▶ [WORK REQUEST]: If a line in the entries below includes "example", show that line.

Collected data entries

use std::{sync::Arc, time::Duration};

use anyhow::Result;
use tokio::sync::watch;
use tracing::{debug, error, info, warn};

use crate::{
    error::AuthError,
    storage::{kv::KeyValueStore, parse_value, SESSION_KEY},
    utils::clock::Clock,
};

use super::{credentials::CredentialStore, User};

/// What observers of the session see. `loading` is only set while the session is being
/// restored and while a sign in or sign up is in flight.
#[derive(Debug, Clone, PartialEq, Eq)]
pub struct SessionState {
    pub user: Option<User>,
    pub loading: bool,
}

/// Holds the signed in user and keeps the `dasho-user` slot in sync with it.
pub struct SessionHolder<S> {
    store: S,
    credentials: CredentialStore<S>,
    clock: Arc<dyn Clock>,
    latency: Duration,
    state: watch::Sender<SessionState>,
}

impl<S: KeyValueStore> SessionHolder<S> {
    /// Sessions start out loading until [SessionHolder::restore] runs.
    pub fn new(
        store: S,
        credentials: CredentialStore<S>,
        clock: Arc<dyn Clock>,
        latency: Duration,
    ) -> Self {
        let (state, _) = watch::channel(SessionState {
            user: None,
            loading: true,
        });
        Self {
            store,
            credentials,
            clock,
            latency,
            state,
        }
    }

    pub fn credentials(&self) -> &CredentialStore<S> {
        &self.credentials
    }

    pub fn subscribe(&self) -> watch::Receiver<SessionState> {
        self.state.subscribe()
    }

    pub fn current(&self) -> Option<User> {
        self.state.borrow().user.clone()
    }

    fn publish(&self, user: Option<User>, loading: bool) {
        self.state.send_modify(|state| {
            state.user = user;
            state.loading = loading;
        });
    }

    fn set_loading(&self, loading: bool) {
        self.state.send_modify(|state| state.loading = loading);
    }

    /// Restores the session persisted by a previous run. Never fails: unreadable or
    /// corrupted slots leave the session empty, and corrupted ones are cleared.
    pub async fn restore(&self) -> Option<User> {
        self.set_loading(true);
        let user = match self.store.get(SESSION_KEY).await {
            Ok(Some(raw)) => match parse_value::<User>(SESSION_KEY, &raw) {
                Ok(user) => {
                    debug!("Restored session of {}", user.email);
                    Some(user)
                }
                Err(e) => {
                    warn!("Dropping session: {e}");
                    if let Err(e) = self.store.remove(SESSION_KEY).await {
                        error!("Failed to clear corrupted session {e:?}");
                    }
                    None
                }
            },
            Ok(None) => None,
            Err(e) => {
                error!("Failed to read session {e:?}");
                None
            }
        };
        self.publish(user.clone(), false);
        user
    }

    async fn establish(&self, user: User) -> Result<User, AuthError> {
        let payload = serde_json::to_string(&user).map_err(anyhow::Error::from)?;
        self.store.set(SESSION_KEY, &payload).await?;
        info!("Signed in as {}", user.email);
        self.publish(Some(user.clone()), false);
        Ok(user)
    }

    pub async fn sign_in(&self, email: &str, password: &str) -> Result<User, AuthError> {
        self.set_loading(true);
        self.clock.sleep(self.latency).await;
        let result = match self.credentials.sign_in(email, password).await {
            Ok(user) => self.establish(user).await,
            Err(e) => Err(e),
        };
        self.set_loading(false);
        result
    }

    /// Creates the account and signs straight into it.
    pub async fn sign_up(
        &self,
        email: &str,
        password: &str,
        display_name: &str,
    ) -> Result<User, AuthError> {
        self.set_loading(true);
        self.clock.sleep(self.latency).await;
        let result = match self.credentials.sign_up(email, password, display_name).await {
            Ok(user) => self.establish(user).await,
            Err(e) => Err(e),
        };
        self.set_loading(false);
        result
    }

    /// The in-memory session is dropped even if the persisted slot can't be removed.
    pub async fn sign_out(&self) -> Result<()> {
        if let Some(user) = self.current() {
            info!("Signing out {}", user.email);
        }
        self.publish(None, false);
        self.store.remove(SESSION_KEY).await
    }

    pub fn require_user(&self) -> Result<User, AuthError> {
        self.current().ok_or(AuthError::NotSignedIn)
    }
}

#[cfg(test)]
mod tests {
    use std::{
        sync::{Arc, Mutex, OnceLock},
        time::Duration,
    };

    use anyhow::Result;
    use chrono::NaiveDate;
    use tokio::sync::watch;

    use crate::{
        auth::credentials::{CredentialStore, DEMO_EMAIL, DEMO_PASSWORD},
        error::AuthError,
        storage::{kv::KeyValueStore, memory::MemoryStore, SESSION_KEY},
        utils::clock::{testing::fixed_clock, Clock, MockClock},
    };

    use super::{SessionHolder, SessionState};

    fn holder_with_clock(
        store: Arc<MemoryStore>,
        clock: Arc<dyn Clock>,
    ) -> SessionHolder<Arc<MemoryStore>> {
        let credentials = CredentialStore::new(store.clone(), clock.clone(), 4);
        SessionHolder::new(store, credentials, clock, Duration::from_secs(1))
    }

    fn holder(store: Arc<MemoryStore>) -> SessionHolder<Arc<MemoryStore>> {
        let clock = fixed_clock(NaiveDate::from_ymd_opt(2025, 3, 15).unwrap());
        holder_with_clock(store, Arc::new(clock))
    }

    #[tokio::test]
    async fn test_session_survives_restart() -> Result<()> {
        let store = Arc::new(MemoryStore::new());
        let first = holder(store.clone());
        first.credentials().ensure_seed_user().await?;
        first.restore().await;
        assert!(first.current().is_none());

        let user = first.sign_in(DEMO_EMAIL, DEMO_PASSWORD).await?;

        let second = holder(store.clone());
        assert!(second.subscribe().borrow().loading);
        assert_eq!(second.restore().await, Some(user.clone()));
        assert_eq!(second.current(), Some(user));
        assert!(!second.subscribe().borrow().loading);
        Ok(())
    }

    #[tokio::test]
    async fn test_corrupted_session_is_cleared() -> Result<()> {
        let store = Arc::new(MemoryStore::new());
        store.set(SESSION_KEY, "{\"id\": ").await?;

        let session = holder(store.clone());
        assert_eq!(session.restore().await, None);
        assert_eq!(store.get(SESSION_KEY).await?, None);
        assert!(!session.subscribe().borrow().loading);
        Ok(())
    }

    #[tokio::test]
    async fn test_failed_sign_in_clears_loading() -> Result<()> {
        let store = Arc::new(MemoryStore::new());
        let session = holder(store.clone());
        session.restore().await;

        let result = session.sign_in("nobody@example.com", "nope").await;
        assert!(matches!(result, Err(AuthError::InvalidCredentials)));

        let state = session.subscribe().borrow().clone();
        assert!(!state.loading);
        assert!(state.user.is_none());
        assert_eq!(store.get(SESSION_KEY).await?, None);
        Ok(())
    }

    #[tokio::test]
    async fn test_sign_up_signs_in_and_sign_out_clears() -> Result<()> {
        let store = Arc::new(MemoryStore::new());
        let session = holder(store.clone());
        session.restore().await;

        let user = session.sign_up("dave@example.com", "pw", "Dave").await?;
        assert_eq!(session.require_user()?, user);
        assert!(store.get(SESSION_KEY).await?.is_some());

        session.sign_out().await?;
        assert!(session.current().is_none());
        assert!(matches!(session.require_user(), Err(AuthError::NotSignedIn)));
        assert_eq!(store.get(SESSION_KEY).await?, None);
        Ok(())
    }

    #[tokio::test]
    async fn test_sign_in_waits_for_simulated_latency() -> Result<()> {
        let store = Arc::new(MemoryStore::new());
        let mut clock = MockClock::new();
        clock
            .expect_time()
            .return_const(chrono::DateTime::<chrono::Utc>::default());
        clock
            .expect_sleep()
            .withf(|duration| *duration == Duration::from_secs(1))
            .times(1)
            .returning(|_| ());

        let session = holder_with_clock(store, Arc::new(clock));
        session.credentials().ensure_seed_user().await?;
        session.sign_in(DEMO_EMAIL, DEMO_PASSWORD).await?;
        Ok(())
    }

    #[tokio::test]
    async fn test_loading_is_set_during_simulated_latency() -> Result<()> {
        let observer = Arc::new(OnceLock::<watch::Receiver<SessionState>>::new());
        let seen = Arc::new(Mutex::new(vec![]));

        let mut clock = MockClock::new();
        clock
            .expect_time()
            .return_const(chrono::DateTime::<chrono::Utc>::default());
        {
            let observer = observer.clone();
            let seen = seen.clone();
            clock.expect_sleep().times(2).returning(move |_| {
                if let Some(receiver) = observer.get() {
                    seen.lock().unwrap().push(receiver.borrow().clone());
                }
            });
        }

        let session = holder_with_clock(Arc::new(MemoryStore::new()), Arc::new(clock));
        session.credentials().ensure_seed_user().await?;
        session.restore().await;
        assert!(observer.set(session.subscribe()).is_ok());

        let failed = session.sign_in(DEMO_EMAIL, "wrong").await;
        assert!(matches!(failed, Err(AuthError::InvalidCredentials)));
        session.sign_up("fay@example.com", "pw", "Fay").await?;

        let seen = seen.lock().unwrap().clone();
        assert_eq!(seen.len(), 2);
        assert!(seen.iter().all(|state| state.loading && state.user.is_none()));
        assert!(!session.subscribe().borrow().loading);
        Ok(())
    }
}
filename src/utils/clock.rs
use std::time::Duration;

use async_trait::async_trait;
use chrono::{DateTime, NaiveDate, Utc};

/// Represents an entity responsible for providing dates across application. Stores and the
/// session holder receive it explicitly so tests can pin "today" and skip simulated latency.
#[cfg_attr(test, mockall::automock)]
#[async_trait]
pub trait Clock: Sync + Send + 'static {
    fn time(&self) -> DateTime<Utc>;

    async fn sleep(&self, duration: Duration);
}

pub struct DefaultClock;

#[async_trait]
impl Clock for DefaultClock {
    fn time(&self) -> DateTime<Utc> {
        Utc::now()
    }

    async fn sleep(&self, duration: Duration) {
        tokio::time::sleep(duration).await;
    }
}

/// Calendar day the clock is currently in. Days are UTC days, matching the stored record keys.
pub fn today(clock: &dyn Clock) -> NaiveDate {
    clock.time().date_naive()
}
use std::{env, io, path::PathBuf};

use anyhow::{anyhow, Result};

/// Directory where dasho keeps its store and logs. Follows $XDG_STATE_HOME on linux and
/// %APPDATA% on windows.
pub fn create_application_default_path() -> Result<PathBuf> {
    let path = {
        #[cfg(windows)]
        {
            let mut path = env::var("APPDATA")
                .map(PathBuf::from)
                .map_err(|_| anyhow!("APPDATA should be present on Windows"))?;
            path.push("dasho");
            path
        }
        #[cfg(not(windows))]
        {
            let mut path = env::var("XDG_STATE_HOME")
                .map(PathBuf::from)
                .or_else(|_| {
                    env::var("HOME").map(|home| {
                        let mut path = PathBuf::from(home);
                        path.push(".local/state");
                        path
                    })
                })
                .map_err(|_| anyhow!("Couldn't find neither XDG_STATE_HOME nor HOME"))?;
            path.push("dasho");
            path
        }
    };

    ensure_dir(path)
}

pub fn ensure_dir(path: PathBuf) -> Result<PathBuf> {
    match std::fs::create_dir_all(&path) {
        Ok(_) => Ok(path),
        Err(v) if v.kind() == io::ErrorKind::AlreadyExists => Ok(path),
        Err(v) => Err(v.into()),
    }
}
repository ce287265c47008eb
pub mod clock;
pub mod dir;
pub mod logging;
pub mod percentage;
pub mod runtime;
pub mod time;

▶ [SOLUTION FOR THIS TASK]:
        let result = session.sign_in("nobody@example.com", "nope").await;
        let user = session.sign_up("dave@example.com", "pw", "Dave").await?;
        session.sign_up("fay@example.com", "pw", "Fay").await?;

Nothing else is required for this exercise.